**Information given**
____
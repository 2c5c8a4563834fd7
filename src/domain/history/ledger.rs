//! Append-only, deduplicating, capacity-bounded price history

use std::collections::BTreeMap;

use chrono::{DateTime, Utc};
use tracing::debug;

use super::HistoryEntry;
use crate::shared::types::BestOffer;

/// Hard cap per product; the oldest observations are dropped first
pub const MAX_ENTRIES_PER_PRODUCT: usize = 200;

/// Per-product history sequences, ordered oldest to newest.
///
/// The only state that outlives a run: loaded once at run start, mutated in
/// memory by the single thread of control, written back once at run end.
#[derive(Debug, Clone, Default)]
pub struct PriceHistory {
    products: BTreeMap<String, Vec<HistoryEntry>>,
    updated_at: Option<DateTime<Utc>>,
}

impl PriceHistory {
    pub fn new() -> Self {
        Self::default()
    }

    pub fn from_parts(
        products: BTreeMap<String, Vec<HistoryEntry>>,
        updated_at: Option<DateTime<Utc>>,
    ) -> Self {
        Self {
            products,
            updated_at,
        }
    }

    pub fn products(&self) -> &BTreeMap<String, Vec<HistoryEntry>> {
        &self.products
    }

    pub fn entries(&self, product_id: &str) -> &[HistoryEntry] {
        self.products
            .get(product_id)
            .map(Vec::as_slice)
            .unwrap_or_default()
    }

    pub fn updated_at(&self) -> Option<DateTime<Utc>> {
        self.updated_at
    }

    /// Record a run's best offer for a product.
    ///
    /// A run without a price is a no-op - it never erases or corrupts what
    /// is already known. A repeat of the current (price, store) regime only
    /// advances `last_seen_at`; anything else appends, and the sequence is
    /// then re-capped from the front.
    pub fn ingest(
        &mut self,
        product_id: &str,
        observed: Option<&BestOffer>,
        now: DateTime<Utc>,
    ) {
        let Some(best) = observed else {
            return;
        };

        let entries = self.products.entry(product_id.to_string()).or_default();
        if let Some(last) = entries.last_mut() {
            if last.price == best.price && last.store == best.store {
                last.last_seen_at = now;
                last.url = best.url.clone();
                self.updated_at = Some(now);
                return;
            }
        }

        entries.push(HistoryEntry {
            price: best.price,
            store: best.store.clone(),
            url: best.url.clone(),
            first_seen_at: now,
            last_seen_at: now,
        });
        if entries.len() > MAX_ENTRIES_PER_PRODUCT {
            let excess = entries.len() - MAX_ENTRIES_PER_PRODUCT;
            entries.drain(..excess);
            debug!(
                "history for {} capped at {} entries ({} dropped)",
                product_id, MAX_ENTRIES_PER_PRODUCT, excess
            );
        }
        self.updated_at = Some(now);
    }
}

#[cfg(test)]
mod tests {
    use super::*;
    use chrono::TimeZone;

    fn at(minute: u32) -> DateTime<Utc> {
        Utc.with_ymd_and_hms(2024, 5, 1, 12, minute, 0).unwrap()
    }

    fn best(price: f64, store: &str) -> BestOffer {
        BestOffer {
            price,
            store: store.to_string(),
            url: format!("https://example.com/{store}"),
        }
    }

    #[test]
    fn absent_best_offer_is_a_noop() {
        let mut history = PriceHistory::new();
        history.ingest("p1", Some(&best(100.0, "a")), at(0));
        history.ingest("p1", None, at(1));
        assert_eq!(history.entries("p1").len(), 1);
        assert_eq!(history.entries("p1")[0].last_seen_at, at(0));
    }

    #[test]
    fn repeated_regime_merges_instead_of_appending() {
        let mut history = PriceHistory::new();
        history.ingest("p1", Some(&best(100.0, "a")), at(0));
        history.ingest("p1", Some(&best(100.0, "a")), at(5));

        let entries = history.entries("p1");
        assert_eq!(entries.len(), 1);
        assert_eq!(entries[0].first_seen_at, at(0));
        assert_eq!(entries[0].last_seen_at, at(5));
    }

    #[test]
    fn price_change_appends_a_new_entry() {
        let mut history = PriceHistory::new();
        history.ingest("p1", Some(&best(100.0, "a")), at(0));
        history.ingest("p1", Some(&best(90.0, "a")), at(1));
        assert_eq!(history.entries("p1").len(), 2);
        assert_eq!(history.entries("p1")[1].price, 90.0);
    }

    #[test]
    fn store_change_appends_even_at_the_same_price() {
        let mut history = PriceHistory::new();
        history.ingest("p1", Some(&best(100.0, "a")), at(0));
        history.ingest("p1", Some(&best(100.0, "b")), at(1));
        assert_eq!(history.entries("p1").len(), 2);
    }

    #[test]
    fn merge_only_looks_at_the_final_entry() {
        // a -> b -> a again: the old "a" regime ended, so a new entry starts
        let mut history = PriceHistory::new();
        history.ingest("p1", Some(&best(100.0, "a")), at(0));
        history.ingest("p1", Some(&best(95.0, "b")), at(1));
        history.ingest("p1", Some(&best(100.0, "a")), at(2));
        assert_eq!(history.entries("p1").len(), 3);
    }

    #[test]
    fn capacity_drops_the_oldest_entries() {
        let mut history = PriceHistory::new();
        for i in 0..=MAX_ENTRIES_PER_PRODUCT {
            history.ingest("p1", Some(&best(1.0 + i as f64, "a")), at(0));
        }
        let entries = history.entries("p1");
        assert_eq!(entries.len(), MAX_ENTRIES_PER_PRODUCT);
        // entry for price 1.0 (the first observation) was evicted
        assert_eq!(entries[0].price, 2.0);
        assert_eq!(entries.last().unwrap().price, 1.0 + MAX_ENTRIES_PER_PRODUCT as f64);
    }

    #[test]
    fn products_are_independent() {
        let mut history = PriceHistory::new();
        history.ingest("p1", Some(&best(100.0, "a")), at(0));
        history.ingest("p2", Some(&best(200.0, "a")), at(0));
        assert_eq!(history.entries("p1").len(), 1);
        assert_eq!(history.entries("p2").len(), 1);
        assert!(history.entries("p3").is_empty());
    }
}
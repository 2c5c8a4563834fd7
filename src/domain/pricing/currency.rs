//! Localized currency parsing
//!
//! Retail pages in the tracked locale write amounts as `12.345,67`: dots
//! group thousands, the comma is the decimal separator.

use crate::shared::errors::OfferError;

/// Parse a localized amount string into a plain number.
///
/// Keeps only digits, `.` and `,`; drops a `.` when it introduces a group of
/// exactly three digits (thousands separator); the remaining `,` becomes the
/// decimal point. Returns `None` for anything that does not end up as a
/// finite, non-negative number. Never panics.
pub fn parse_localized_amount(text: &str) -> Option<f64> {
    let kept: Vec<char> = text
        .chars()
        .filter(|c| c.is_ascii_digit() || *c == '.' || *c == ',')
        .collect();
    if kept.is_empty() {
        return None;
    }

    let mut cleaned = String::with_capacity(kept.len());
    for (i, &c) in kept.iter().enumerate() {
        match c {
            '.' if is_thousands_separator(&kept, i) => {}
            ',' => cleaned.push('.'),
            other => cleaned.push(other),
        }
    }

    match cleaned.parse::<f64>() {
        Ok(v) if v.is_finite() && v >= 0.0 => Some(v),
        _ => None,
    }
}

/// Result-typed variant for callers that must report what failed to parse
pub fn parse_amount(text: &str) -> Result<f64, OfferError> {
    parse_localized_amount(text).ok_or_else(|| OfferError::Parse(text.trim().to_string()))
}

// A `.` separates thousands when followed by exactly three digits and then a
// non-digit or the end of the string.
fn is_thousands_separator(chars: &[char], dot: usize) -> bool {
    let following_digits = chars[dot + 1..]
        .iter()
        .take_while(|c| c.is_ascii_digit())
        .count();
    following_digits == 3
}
____
**Task requirements**
Go through the entries and copy every line with "chars".

**Reply**
        .chars()
fn is_thousands_separator(chars: &[char], dot: usize) -> bool {
    let following_digits = chars[dot + 1..]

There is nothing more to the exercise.